Yan Yueyang, Shi Zhanpeng, Wei Haijian
College of Veterinary Medicine, Jilin University, Changchun, China.
Department of Organ Transplantation, The Affiliated Yantai Yuhuangding Hospital of Qingdao University, Yantai City, China.
Front Microbiol. 2023 Sep 7;14:1245805. doi: 10.3389/fmicb.2023.1245805. eCollection 2023.

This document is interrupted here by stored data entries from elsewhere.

use log::warn;

use crate::xref::{self, Xref, XrefEntry, XrefType};
use crate::{Dictionary, Error, Object, ParseOptions, Result, Stream, XrefError};

/// Widest field a record may declare; every field must fit in a u64.
pub const MAX_FIELD_WIDTH: u64 = 8;

/// Keys describing the stream itself rather than the document.
const STREAM_KEYS: [&[u8]; 6] = [b"Length", b"Filter", b"DecodeParms", b"W", b"Index", b"Type"];

/// Decode the records of a `/Type /XRef` stream into `xref`. Slots already set are kept.
pub fn read_stream(stream: &Stream, xref: &mut Xref, options: &ParseOptions) -> Result<()> {
    let dict = &stream.dict;
    if !dict.type_is(b"XRef") {
        return Err(XrefError::NotXrefStream.into());
    }
    let size = xref::declared_size(dict, options)?;
    let widths = field_widths(dict)?;
    let sections = sections(dict, size, options)?;

    let no_xref = Error::NoXref {
        offset: stream.start_position.unwrap_or(0),
    };
    let record_width = widths.iter().sum::<usize>();
    if record_width == 0 {
        return Err(no_xref);
    }
    let data = stream.decompressed_content()?;
    if data.len() % record_width != 0 {
        return Err(no_xref);
    }

    let available = data.len() / record_width;
    let declared = sections
        .iter()
        .fold(0usize, |total, &(_, count)| total.saturating_add(count as usize));
    if declared != available {
        warn!(
            "xref stream declares {} entries but holds {}, reading {}",
            declared,
            available,
            declared.min(available)
        );
    }

    let mut records = data.chunks_exact(record_width);
    'sections: for (start, count) in sections {
        for id in start..start + count {
            let Some(record) = records.next() else {
                break 'sections;
            };
            xref.insert_if_absent(id, decode_record(record, widths)?);
        }
    }
    xref.xref_type = XrefType::CrossReferenceStream;
    xref.size = xref.size.max(size);
    Ok(())
}

/// Decode an xref stream and return its entries with the trailer part of its dictionary.
pub fn decode_xref_stream(stream: Stream, options: &ParseOptions) -> Result<(Xref, Dictionary)> {
    let mut xref = Xref::new(0, XrefType::CrossReferenceStream);
    read_stream(&stream, &mut xref, options)?;
    let mut dict = stream.dict;
    for key in STREAM_KEYS {
        dict.remove(key);
    }
    Ok((xref, dict))
}

/// `/W` as three byte widths.
fn field_widths(dict: &Dictionary) -> Result<[usize; 3]> {
    let array = dict
        .get(b"W")
        .map_err(|_| XrefError::MissingKey("W"))?
        .as_array()
        .map_err(|_| Error::InvalidXrefStream("/W is not an array".into()))?;
    if array.len() != 3 {
        return Err(Error::InvalidXrefStream(format!("/W has {} entries instead of 3", array.len())));
    }

    let mut widths = [0usize; 3];
    let mut total: u64 = 0;
    for (slot, value) in widths.iter_mut().zip(array) {
        let width = value
            .as_i64()
            .ok()
            .and_then(|v| u64::try_from(v).ok())
            .filter(|&v| v <= MAX_FIELD_WIDTH)
            .ok_or_else(|| Error::InvalidXrefStream(format!("invalid field width {:?} in /W", value)))?;
        total = total
            .checked_add(width)
            .ok_or_else(|| Error::InvalidXrefStream("/W record width overflows".into()))?;
        *slot = width as usize;
    }
    Ok(widths)
}

/// `/Index` as `(start, count)` pairs, `[0 Size]` when absent.
fn sections(dict: &Dictionary, size: u32, options: &ParseOptions) -> Result<Vec<(u32, u32)>> {
    let array = match dict.get(b"Index") {
        Ok(index) => index
            .as_array()
            .map_err(|_| Error::InvalidXrefStream("/Index is not an array".into()))?,
        Err(_) => {
            xref::check_subsection(0, i64::from(size), options)?;
            return Ok(vec![(0, size)]);
        }
    };
    if array.len() % 2 != 0 {
        return Err(Error::InvalidXrefStream(format!("/Index has odd length {}", array.len())));
    }
    if array.is_empty() {
        warn!("xref stream has an empty /Index");
    }

    let mut sections = Vec::with_capacity(array.len() / 2);
    for pair in array.chunks_exact(2) {
        let start = index_value(&pair[0])?;
        let count = index_value(&pair[1])?;
        xref::check_subsection(start, count, options)?;
        // bounded by max_object_count
        sections.push((start as u32, count as u32));
    }
    Ok(sections)
}

fn index_value(value: &Object) -> Result<i64> {
    value
        .as_i64()
        .ok()
        .filter(|v| *v >= 0)
        .ok_or_else(|| Error::InvalidXrefStream(format!("invalid /Index value {:?}", value)))
}

/// One record. Generations are clamped like table entries.
fn decode_record(record: &[u8], widths: [usize; 3]) -> Result<XrefEntry> {
    let (kind, rest) = record.split_at(widths[0]);
    let (second, third) = rest.split_at(widths[1]);

    let kind = if kind.is_empty() { 1 } else { read_field(kind) };
    let second = read_field(second);
    let third = read_field(third);

    let entry = match kind {
        0 => XrefEntry::Free {
            next: second,
            generation: u16::try_from(third).unwrap_or(u16::MAX),
        },
        1 => XrefEntry::Normal {
            offset: second,
            generation: u16::try_from(third).unwrap_or(u16::MAX),
        },
        2 => XrefEntry::Compressed {
            container: u32::try_from(second)
                .map_err(|_| Error::ValueOutOfRange(format!("object stream number {}", second)))?,
            index: u32::try_from(third).map_err(|_| Error::ValueOutOfRange(format!("object stream index {}", third)))?,
        },
        other => return Err(Error::InvalidXrefType(other)),
    };
    Ok(entry)
}

/// Big-endian unsigned integer of at most eight bytes.
fn read_field(bytes: &[u8]) -> u64 {
    bytes.iter().fold(0, |value, &byte| (value << 8) | u64::from(byte))
}

#[cfg(test)]
mod tests {
    use super::*;
    use crate::dictionary;

    fn xref_stream(dict: Dictionary, data: &[u8]) -> Stream {
        let mut dict = dict;
        dict.set("Type", Object::Name(b"XRef".to_vec()));
        Stream::new(dict, data.to_vec())
    }

    fn read(stream: &Stream) -> Result<Xref> {
        let mut xref = Xref::new(0, XrefType::CrossReferenceStream);
        read_stream(stream, &mut xref, &ParseOptions::default())?;
        Ok(xref)
    }

    #[test]
    fn compressed_entry_from_index() {
        let stream = xref_stream(
            dictionary! { "Size" => 4, "W" => vec![1.into(), 2.into(), 1.into()], "Index" => vec![2.into(), 2.into()] },
            &[0x02, 0x00, 0x02, 0x00],
        );
        let xref = read(&stream).unwrap();
        assert_eq!(xref.len(), 1);
        assert_eq!(xref.get(2), Some(&XrefEntry::Compressed { container: 2, index: 0 }));
    }

    #[test]
    fn all_entry_types() {
        let stream = xref_stream(
            dictionary! { "Size" => 3, "W" => vec![1.into(), 2.into(), 2.into()] },
            &[0, 0, 0, 0xFF, 0xFF, 1, 0x01, 0x00, 0, 0, 2, 0, 5, 0, 3],
        );
        let xref = read(&stream).unwrap();
        assert_eq!(xref.size, 3);
        assert_eq!(xref.get(0), Some(&XrefEntry::Free { next: 0, generation: 65535 }));
        assert_eq!(xref.get(1), Some(&XrefEntry::Normal { offset: 256, generation: 0 }));
        assert_eq!(xref.get(2), Some(&XrefEntry::Compressed { container: 5, index: 3 }));
    }

    #[test]
    fn missing_type_field_means_in_use() {
        let stream = xref_stream(
            dictionary! { "Size" => 2, "W" => vec![0.into(), 2.into(), 0.into()] },
            &[0x00, 0x10, 0x00, 0x20],
        );
        let xref = read(&stream).unwrap();
        assert_eq!(xref.get(1), Some(&XrefEntry::Normal { offset: 32, generation: 0 }));
    }

    #[test]
    fn width_overflow_and_negative_widths() {
        for widths in [
            vec![1.into(), 2.into(), Object::Integer(i64::MAX)],
            vec![1.into(), Object::Integer(-4), 2.into()],
            vec![1.into(), 2.into()],
            vec![1.into(), 9.into(), 1.into()],
        ] {
            let stream = xref_stream(dictionary! { "Size" => 1, "W" => widths }, &[0; 4]);
            assert!(matches!(read(&stream), Err(Error::InvalidXrefStream(_))));
        }
    }

    #[test]
    fn record_width_must_divide_data() {
        let stream = xref_stream(
            dictionary! { "Size" => 1, "W" => vec![4.into(), 4.into(), 4.into()] },
            &[1, 2, 3, 4, 5, 6, 7, 8],
        );
        assert!(matches!(read(&stream), Err(Error::NoXref { .. })));

        let stream = xref_stream(
            dictionary! { "Size" => 1, "W" => vec![0.into(), 0.into(), 0.into()] },
            &[],
        );
        assert!(matches!(read(&stream), Err(Error::NoXref { .. })));
    }

    #[test]
    fn unknown_entry_type() {
        let stream = xref_stream(
            dictionary! { "Size" => 1, "W" => vec![1.into(), 1.into(), 1.into()] },
            &[7, 0, 0],
        );
        assert!(matches!(read(&stream), Err(Error::InvalidXrefType(7))));
    }

    #[test]
    fn malformed_index() {
        for index in [
            vec![0.into(), 1.into(), 2.into()],
            vec![Object::Integer(-1), 1.into()],
            vec![0.into(), Object::Integer(-1)],
        ] {
            let stream = xref_stream(
                dictionary! { "Size" => 1, "W" => vec![1.into(), 1.into(), 1.into()], "Index" => index },
                &[1, 0, 0],
            );
            assert!(matches!(read(&stream), Err(Error::InvalidXrefStream(_))));
        }

        let stream = xref_stream(
            dictionary! { "Size" => 1, "W" => vec![1.into(), 1.into(), 1.into()], "Index" => vec![8_388_607.into(), 1.into()] },
            &[1, 0, 0],
        );
        assert!(matches!(
            read(&stream),
            Err(Error::InvalidXref(XrefError::ObjectCount { .. }))
        ));
    }

    #[test]
    fn short_data_is_clamped() {
        let stream = xref_stream(
            dictionary! { "Size" => 10, "W" => vec![1.into(), 1.into(), 1.into()], "Index" => vec![0.into(), 5.into(), 7.into(), 3.into()] },
            &[1, 10, 0, 1, 20, 0],
        );
        let xref = read(&stream).unwrap();
        assert_eq!(xref.len(), 2);
        assert_eq!(xref.get(1), Some(&XrefEntry::Normal { offset: 20, generation: 0 }));
    }

    #[test]
    fn requires_xref_type_and_keys() {
        let plain = Stream::new(dictionary! { "Size" => 1, "W" => vec![1.into(), 1.into(), 1.into()] }, vec![1, 0, 0]);
        assert!(matches!(read(&plain), Err(Error::InvalidXref(XrefError::NotXrefStream))));

        let no_w = xref_stream(dictionary! { "Size" => 1 }, &[1, 0, 0]);
        assert!(matches!(read(&no_w), Err(Error::InvalidXref(XrefError::MissingKey("W")))));

        let no_size = xref_stream(dictionary! { "W" => vec![1.into(), 1.into(), 1.into()] }, &[1, 0, 0]);
        assert!(matches!(read(&no_size), Err(Error::InvalidXref(XrefError::MissingKey("Size")))));
    }

    #[test]
    fn flate_with_png_up_predictor() {
        use flate2::{Compression, write::ZlibEncoder};
        use std::io::Write;

        // rows 01 0010 00 and 01 0020 00, each behind a PNG Up filter byte
        let encoded = [2, 1, 0, 0x10, 0, 2, 0, 0, 0x10, 0];
        let mut encoder = ZlibEncoder::new(Vec::new(), Compression::default());
        encoder.write_all(&encoded).unwrap();
        let compressed = encoder.finish().unwrap();

        let stream = xref_stream(
            dictionary! {
                "Size" => 2,
                "W" => vec![1.into(), 2.into(), 1.into()],
                "Filter" => "FlateDecode",
                "DecodeParms" => dictionary! { "Predictor" => 12, "Columns" => 4 },
            },
            &compressed,
        );
        let (xref, trailer) = decode_xref_stream(stream, &ParseOptions::default()).unwrap();
        assert_eq!(xref.get(0), Some(&XrefEntry::Normal { offset: 16, generation: 0 }));
        assert_eq!(xref.get(1), Some(&XrefEntry::Normal { offset: 32, generation: 0 }));
        assert!(trailer.has(b"Size"));
        for key in STREAM_KEYS {
            assert!(!trailer.has(key));
        }
    }
}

Reactive oxygen species (ROS) are highly reactive molecules that play important roles in microbial biological processes. However, excessive accumulation of ROS can lead to oxidative stress and cellular damage. Microorganism have evolved a diverse suite of enzymes to mitigate the harmful effects of ROS. Accurate prediction of ROS scavenging enzymes classes (ROSes) is crucial for understanding the mechanisms of oxidative stress and developing strategies to combat related diseases. Nevertheless, the existing approaches for categorizing ROS-related proteins exhibit certain drawbacks with regards to their precision and inclusiveness. To address this, we propose a new multi-task deep learning framework called ROSes-FINDER. This framework integrates three component methods using a voting-based approach to predict multiple ROSes properties simultaneously. It can identify whether a given protein sequence is a ROSes and determine its type. The three component methods used in the framework are ROSes-CNN, which extracts raw sequence encoding features, ROSes-NN, which predicts protein functions based on sequence information, and ROSes-XGBoost, which performs functional classification using ensemble machine learning. Comprehensive experiments demonstrate the superior performance and robustness of our method. ROSes-FINDER is freely available at https://github.com/alienn233/ROSes-Finder for predicting ROSes classes.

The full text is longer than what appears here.